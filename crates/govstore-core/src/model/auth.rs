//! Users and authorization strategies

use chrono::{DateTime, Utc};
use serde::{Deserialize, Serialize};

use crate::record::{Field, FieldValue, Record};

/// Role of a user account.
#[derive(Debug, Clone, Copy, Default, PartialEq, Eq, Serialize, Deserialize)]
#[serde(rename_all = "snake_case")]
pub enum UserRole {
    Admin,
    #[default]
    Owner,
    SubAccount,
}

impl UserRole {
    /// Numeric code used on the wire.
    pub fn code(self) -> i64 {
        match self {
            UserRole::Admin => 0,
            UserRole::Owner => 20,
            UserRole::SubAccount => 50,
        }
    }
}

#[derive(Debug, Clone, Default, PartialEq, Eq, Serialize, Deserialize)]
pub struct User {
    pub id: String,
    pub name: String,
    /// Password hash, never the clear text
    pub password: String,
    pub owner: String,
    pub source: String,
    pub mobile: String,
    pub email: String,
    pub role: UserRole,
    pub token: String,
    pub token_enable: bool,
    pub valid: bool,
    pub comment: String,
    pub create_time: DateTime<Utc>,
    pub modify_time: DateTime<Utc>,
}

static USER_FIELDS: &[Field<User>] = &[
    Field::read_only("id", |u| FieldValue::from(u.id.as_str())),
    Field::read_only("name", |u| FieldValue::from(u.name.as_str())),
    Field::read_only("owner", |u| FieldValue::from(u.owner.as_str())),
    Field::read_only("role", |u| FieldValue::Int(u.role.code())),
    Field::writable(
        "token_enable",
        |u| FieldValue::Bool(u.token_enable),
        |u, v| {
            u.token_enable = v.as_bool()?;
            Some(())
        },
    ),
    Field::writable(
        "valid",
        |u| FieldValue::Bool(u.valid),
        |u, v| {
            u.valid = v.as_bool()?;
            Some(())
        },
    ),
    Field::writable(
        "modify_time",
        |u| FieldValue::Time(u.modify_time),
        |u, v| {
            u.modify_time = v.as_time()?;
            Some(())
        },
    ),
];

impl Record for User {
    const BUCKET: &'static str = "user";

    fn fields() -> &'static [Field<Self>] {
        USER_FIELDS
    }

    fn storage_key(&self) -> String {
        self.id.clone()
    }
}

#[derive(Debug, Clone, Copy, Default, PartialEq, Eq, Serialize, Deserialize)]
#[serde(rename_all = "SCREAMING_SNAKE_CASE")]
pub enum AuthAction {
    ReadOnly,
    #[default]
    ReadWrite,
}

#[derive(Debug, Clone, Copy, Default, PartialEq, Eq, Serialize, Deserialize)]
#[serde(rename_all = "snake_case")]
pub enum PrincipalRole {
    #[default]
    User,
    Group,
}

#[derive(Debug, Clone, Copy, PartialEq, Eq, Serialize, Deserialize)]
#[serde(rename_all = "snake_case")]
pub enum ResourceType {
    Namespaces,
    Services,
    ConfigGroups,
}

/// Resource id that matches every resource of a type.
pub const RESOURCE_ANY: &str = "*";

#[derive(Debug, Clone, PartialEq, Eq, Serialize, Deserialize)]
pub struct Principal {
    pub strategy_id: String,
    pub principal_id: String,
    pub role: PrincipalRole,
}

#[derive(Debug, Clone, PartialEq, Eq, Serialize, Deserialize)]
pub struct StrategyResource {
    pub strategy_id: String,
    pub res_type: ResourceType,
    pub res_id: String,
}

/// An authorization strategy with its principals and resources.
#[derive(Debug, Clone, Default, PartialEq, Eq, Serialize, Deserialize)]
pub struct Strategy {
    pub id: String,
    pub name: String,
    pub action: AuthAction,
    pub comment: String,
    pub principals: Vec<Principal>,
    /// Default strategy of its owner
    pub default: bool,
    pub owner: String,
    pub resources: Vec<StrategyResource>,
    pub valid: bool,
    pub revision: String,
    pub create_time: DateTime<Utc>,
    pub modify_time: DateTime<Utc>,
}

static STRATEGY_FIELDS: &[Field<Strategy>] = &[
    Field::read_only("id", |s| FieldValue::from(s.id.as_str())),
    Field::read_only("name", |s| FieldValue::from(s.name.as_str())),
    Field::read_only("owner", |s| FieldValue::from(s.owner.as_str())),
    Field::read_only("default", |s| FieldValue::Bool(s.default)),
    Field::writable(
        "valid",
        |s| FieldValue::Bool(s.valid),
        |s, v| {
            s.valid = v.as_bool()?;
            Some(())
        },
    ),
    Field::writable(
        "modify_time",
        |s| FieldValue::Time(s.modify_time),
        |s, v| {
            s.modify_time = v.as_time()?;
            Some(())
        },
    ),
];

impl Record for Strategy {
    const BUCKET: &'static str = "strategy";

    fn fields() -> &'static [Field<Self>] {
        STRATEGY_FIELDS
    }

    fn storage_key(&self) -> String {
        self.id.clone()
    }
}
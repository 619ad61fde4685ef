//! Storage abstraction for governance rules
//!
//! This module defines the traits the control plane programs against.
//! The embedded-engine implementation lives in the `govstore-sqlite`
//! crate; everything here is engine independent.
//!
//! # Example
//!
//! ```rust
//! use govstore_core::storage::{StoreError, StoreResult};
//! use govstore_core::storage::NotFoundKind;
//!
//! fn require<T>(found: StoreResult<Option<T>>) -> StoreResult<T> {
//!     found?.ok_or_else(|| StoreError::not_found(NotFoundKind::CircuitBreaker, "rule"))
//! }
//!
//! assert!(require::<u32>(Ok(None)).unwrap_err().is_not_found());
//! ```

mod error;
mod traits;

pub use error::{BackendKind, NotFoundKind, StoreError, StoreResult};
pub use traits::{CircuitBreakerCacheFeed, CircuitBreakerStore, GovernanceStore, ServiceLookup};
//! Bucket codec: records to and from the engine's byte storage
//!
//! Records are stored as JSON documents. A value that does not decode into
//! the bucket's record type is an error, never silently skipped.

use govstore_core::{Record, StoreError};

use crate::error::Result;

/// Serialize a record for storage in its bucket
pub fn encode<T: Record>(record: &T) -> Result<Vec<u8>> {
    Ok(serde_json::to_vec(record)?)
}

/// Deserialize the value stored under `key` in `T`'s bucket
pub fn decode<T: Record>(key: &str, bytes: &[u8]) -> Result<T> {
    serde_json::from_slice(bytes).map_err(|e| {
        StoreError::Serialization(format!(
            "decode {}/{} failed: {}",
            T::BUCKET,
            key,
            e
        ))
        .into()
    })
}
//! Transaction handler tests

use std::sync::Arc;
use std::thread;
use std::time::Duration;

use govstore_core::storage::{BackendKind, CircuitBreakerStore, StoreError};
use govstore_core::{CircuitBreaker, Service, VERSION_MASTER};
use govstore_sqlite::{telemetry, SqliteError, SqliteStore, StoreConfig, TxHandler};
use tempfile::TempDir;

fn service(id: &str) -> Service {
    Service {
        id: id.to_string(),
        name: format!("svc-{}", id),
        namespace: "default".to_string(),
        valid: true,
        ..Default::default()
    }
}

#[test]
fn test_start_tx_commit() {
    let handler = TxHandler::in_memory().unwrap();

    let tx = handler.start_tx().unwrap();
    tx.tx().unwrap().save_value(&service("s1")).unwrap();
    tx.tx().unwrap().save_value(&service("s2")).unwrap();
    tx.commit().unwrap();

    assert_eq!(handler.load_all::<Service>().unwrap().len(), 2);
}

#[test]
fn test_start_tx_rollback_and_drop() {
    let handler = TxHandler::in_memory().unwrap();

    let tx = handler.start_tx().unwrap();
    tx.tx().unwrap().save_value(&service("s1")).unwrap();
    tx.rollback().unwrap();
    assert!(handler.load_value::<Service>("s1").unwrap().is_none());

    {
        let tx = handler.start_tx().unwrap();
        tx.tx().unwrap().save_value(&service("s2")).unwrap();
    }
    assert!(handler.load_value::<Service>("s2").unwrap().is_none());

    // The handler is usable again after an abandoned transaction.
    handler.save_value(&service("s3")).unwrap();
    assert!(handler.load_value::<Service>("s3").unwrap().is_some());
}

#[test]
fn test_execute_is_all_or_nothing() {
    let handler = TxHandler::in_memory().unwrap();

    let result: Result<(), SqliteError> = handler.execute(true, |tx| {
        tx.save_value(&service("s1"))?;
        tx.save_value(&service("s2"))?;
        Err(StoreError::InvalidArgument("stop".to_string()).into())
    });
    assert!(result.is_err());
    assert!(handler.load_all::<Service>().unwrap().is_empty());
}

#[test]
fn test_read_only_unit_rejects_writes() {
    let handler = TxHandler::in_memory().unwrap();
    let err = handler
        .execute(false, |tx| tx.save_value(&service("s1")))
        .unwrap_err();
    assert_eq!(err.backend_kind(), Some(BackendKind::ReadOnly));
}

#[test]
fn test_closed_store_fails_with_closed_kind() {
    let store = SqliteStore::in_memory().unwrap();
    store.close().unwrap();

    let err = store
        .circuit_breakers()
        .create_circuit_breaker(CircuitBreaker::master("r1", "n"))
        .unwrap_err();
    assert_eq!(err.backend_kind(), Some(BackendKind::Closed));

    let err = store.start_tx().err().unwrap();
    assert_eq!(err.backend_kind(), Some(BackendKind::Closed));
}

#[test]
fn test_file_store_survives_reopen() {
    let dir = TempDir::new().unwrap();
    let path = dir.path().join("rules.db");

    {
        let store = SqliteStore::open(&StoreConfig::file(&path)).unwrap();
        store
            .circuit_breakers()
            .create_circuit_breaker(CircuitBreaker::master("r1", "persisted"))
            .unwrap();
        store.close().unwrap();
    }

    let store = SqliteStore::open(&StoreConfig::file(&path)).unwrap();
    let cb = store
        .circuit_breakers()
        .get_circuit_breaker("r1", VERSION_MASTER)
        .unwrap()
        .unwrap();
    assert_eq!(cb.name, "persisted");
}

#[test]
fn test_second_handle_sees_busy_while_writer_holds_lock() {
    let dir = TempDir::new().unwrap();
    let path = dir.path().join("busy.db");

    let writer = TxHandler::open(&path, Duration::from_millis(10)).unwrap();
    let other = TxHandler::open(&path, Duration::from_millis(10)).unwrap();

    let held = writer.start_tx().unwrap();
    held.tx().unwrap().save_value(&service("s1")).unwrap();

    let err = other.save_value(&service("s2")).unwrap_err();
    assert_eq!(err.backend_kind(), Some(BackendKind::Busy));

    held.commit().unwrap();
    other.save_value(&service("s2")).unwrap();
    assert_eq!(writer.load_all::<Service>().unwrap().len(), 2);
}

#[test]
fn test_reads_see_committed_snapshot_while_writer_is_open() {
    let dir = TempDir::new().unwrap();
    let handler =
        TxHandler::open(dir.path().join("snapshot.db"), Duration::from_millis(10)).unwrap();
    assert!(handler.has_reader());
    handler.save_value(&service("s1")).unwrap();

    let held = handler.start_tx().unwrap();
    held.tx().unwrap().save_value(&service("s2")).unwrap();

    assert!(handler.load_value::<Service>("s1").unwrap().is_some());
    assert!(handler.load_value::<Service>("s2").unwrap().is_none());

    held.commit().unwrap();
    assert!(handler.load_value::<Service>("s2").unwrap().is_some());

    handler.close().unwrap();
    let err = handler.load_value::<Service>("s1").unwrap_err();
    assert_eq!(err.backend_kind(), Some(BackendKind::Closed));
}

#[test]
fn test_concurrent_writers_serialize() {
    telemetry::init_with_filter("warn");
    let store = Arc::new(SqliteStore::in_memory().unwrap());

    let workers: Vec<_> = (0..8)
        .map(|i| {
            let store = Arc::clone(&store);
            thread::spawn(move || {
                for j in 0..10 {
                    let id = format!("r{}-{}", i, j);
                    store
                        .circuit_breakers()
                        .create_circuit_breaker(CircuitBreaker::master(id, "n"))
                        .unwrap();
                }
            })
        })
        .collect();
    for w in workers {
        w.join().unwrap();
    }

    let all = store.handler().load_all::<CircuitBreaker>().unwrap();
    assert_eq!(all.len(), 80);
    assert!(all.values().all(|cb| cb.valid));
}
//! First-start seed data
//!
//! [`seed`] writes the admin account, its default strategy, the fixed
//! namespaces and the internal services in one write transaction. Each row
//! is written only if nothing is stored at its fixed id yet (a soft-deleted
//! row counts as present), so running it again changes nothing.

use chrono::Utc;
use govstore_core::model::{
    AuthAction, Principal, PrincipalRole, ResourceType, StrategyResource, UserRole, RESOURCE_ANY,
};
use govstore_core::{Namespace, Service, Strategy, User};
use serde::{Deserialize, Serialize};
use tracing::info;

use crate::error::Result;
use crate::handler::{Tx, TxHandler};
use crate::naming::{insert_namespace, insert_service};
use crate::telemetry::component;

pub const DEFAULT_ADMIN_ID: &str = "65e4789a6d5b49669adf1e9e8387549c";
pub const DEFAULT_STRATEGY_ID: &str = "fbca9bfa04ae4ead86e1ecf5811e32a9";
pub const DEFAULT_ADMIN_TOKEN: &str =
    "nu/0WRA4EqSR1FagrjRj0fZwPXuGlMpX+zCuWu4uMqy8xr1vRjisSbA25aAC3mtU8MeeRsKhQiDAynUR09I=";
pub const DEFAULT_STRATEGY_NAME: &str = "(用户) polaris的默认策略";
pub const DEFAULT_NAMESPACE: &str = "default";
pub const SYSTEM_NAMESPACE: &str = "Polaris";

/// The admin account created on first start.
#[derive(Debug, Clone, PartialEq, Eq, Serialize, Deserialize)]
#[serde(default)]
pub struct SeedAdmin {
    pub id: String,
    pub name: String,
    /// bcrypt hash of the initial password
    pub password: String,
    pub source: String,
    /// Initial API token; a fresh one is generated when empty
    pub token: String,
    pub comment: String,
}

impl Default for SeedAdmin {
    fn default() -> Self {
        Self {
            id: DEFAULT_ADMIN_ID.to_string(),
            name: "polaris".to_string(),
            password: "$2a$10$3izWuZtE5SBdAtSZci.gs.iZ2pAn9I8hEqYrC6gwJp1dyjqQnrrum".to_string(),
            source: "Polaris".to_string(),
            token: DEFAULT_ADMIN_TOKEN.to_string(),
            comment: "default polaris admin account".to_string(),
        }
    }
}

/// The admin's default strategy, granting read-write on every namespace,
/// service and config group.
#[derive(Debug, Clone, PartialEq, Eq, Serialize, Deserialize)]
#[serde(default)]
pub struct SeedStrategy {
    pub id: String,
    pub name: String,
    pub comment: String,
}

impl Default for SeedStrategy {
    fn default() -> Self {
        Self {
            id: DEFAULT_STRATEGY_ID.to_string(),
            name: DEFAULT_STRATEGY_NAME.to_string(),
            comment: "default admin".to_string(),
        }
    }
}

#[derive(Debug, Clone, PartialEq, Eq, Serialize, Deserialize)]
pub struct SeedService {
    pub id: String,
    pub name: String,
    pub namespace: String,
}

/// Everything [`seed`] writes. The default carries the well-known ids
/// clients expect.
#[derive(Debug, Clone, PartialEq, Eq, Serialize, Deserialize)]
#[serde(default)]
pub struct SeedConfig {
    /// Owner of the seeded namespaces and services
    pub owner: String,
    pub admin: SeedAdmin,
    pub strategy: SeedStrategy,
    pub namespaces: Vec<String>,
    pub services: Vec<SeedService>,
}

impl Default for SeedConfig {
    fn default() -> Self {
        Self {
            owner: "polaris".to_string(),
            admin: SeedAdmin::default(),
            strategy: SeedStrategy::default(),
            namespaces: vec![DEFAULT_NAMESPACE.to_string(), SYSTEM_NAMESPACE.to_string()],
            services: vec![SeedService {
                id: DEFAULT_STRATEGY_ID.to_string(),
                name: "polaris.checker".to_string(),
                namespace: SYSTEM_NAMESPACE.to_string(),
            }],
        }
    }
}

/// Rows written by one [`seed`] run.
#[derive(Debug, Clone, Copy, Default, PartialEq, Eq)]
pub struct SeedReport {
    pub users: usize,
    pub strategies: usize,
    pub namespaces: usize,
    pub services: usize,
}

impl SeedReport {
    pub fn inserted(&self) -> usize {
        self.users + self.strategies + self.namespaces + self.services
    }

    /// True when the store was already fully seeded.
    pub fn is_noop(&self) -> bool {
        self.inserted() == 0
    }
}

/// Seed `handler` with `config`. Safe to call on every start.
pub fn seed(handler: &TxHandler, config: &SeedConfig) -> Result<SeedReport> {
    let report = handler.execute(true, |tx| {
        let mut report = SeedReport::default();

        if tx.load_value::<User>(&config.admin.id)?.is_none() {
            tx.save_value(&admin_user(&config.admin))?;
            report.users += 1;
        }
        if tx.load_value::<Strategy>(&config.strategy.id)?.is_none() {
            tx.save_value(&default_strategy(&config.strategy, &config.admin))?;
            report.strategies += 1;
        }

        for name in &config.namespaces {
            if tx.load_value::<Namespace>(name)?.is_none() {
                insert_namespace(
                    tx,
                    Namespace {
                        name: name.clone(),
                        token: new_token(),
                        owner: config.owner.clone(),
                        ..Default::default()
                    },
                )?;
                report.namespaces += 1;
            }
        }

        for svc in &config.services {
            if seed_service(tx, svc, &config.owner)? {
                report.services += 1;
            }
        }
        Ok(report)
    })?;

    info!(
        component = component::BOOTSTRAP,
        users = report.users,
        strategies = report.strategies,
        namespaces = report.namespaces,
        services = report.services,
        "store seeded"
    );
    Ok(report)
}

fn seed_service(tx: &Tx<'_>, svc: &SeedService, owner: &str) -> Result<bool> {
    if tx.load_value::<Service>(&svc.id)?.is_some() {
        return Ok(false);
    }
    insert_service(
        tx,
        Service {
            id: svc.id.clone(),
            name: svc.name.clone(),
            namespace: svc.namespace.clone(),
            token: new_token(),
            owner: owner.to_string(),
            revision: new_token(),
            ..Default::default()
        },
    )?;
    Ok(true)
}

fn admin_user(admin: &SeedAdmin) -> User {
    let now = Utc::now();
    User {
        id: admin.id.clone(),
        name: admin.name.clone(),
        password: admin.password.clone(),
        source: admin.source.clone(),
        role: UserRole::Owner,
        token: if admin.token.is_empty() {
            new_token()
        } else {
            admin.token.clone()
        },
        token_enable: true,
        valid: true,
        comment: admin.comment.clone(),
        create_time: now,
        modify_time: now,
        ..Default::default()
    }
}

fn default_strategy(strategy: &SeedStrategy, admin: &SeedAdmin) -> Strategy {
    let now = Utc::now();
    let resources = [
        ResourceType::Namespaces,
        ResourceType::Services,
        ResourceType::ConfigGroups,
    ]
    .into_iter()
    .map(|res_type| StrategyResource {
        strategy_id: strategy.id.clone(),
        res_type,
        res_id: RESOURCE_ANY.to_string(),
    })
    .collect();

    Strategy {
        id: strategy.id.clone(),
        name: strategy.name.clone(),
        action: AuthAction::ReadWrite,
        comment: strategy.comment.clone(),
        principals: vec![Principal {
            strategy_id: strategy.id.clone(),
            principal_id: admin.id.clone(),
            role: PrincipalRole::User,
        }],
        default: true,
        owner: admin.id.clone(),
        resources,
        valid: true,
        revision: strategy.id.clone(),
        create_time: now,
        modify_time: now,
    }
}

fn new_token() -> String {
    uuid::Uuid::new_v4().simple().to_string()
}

# WHAT YOU WILL DO
From the lines above, copy those that contain the word "principals".

# SOLUTION TO THIS TASK
/// An authorization strategy with its principals and resources.
    pub principals: Vec<Principal>,
        principals: vec![Principal {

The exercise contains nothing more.